Colossians 2 Commentary
Please choose a passage
Paul is working hard to proclaim the mystery of God to the people of Colossae and the surrounding region because it is right and because it is in their best interest.
The unity of spirit binds all believers across all geography and time. Paul is fighting from a distance to help ensure the loud and present voices of the day do not drown out the unifying work of Christ and His Gospel.
Paul encourages the believers to remember and stand firm in their established faith. The deceptions of the world can easily distract us from the true path.
The supremacy of Christ is the foundation for all things. There are many practices and traditions meant to reflect this reality. Paul implores the Colossians not to confuse the traditions with the supreme foundation.
The incredible work of Jesus on the cross transformed the physical and spiritual world.
Paul warns the Colossians about confusing the means for the ends, worshiping shadows rather than the Light to which they belong.
Paul shows the separation and inconsistency of claiming to follow Jesus but remaining tied to the principles of this world.

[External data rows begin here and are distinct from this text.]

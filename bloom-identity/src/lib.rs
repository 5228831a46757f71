//! Identity and media-sharing flows for Bloom.
//!
//! Wires the `bloom-crypto` services to the app's collaborators:
//! - onboarding: generate identity keys and a recovery phrase, keep the
//!   private key on the device, publish the public key and sealed vault
//! - restore: recover the private key on a new device from the phrase
//! - sharing: encrypt photos for a partner set and open received ones
//!
//! RSA key generation and PBKDF2 are CPU bound and run on tokio's blocking
//! pool so callers on an async runtime are never stalled.

pub mod config;
pub mod error;
pub mod onboarding;
pub mod restore;
pub mod sharing;
pub mod store;

pub use config::{DEFAULT_PRIVATE_KEY_ALIAS, IdentityConfig};
pub use error::{IdentityError, IdentityResult};
pub use onboarding::{OnboardingManager, OnboardingOutcome};
pub use restore::RestoreManager;
pub use sharing::MediaShareManager;
pub use store::{
    KeyAccessibility, MemoryDirectory, MemoryKeyStore, PayloadStore, ProfileStore,
    SecureKeyStore, VaultRecord, VaultStore,
};

use bloom_crypto::CryptoResult;

/// Installs a stderr `tracing` subscriber filtered by `RUST_LOG`
/// (default `info`). Safe to call more than once.
pub fn init_tracing() {
    let _ = tracing_subscriber::fmt()
        .with_env_filter(
            tracing_subscriber::EnvFilter::try_from_default_env()
                .unwrap_or_else(|_| tracing_subscriber::EnvFilter::new("info")),
        )
        .with_writer(std::io::stderr)
        .try_init();
}

/// Runs a crypto closure on the blocking pool.
pub(crate) async fn blocking<T, F>(f: F) -> IdentityResult<T>
where
    F: FnOnce() -> CryptoResult<T> + Send + 'static,
    T: Send + 'static,
{
    let result = tokio::task::spawn_blocking(f)
        .await
        .map_err(|e| IdentityError::Task(e.to_string()))?;
    Ok(result?)
}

In the second chapter of the letter to the Colossians, Paul works to convince these believers to follow the supremacy of Christ.
Building off of the foundation of Chapter One, wherein Paul establishes the beauty and value of Christ and His mission throughout the world, Chapter Two talks about the two paths a believer can choose after they make a commitment to follow Christ. The first option is to choose to live in accordance with Christ, to act, think, and communicate according to the supremacy of Christ. This is the choice Paul desires the Colossian believers to make. The other is to live according to worldly ideas of wisdom, dependent on human control. This is the choice that leads to destruction, and Paul warns his children in the faith to avoid this path.
Paul is writing to a Colossian community steeped in the Greek way of thinking. There is also the controversy of circumcisions that is dividing believers (do non-Jewish people need to adopt Jewish customs in order to become followers of Christ?).
Paul, writing from afar, has to combat false teaching, deceptions and manipulations, and the pull of the flesh on the Colossian hearts.
Will the Colossians allow themselves to be deceived? Will they, at least in practice, forget the working of God and try to live according to worldly wisdom? Will they allow the good disciplines of faith to be manipulated into obligatory rules, upon which one's righteousness depends?
Paul hopes not, and writes fervently to keep them on the right path. After all, the beauty of the gospel and the supremacy of Christ is that it is both true and is the best path for our greatest fulfillment. Paul makes his case.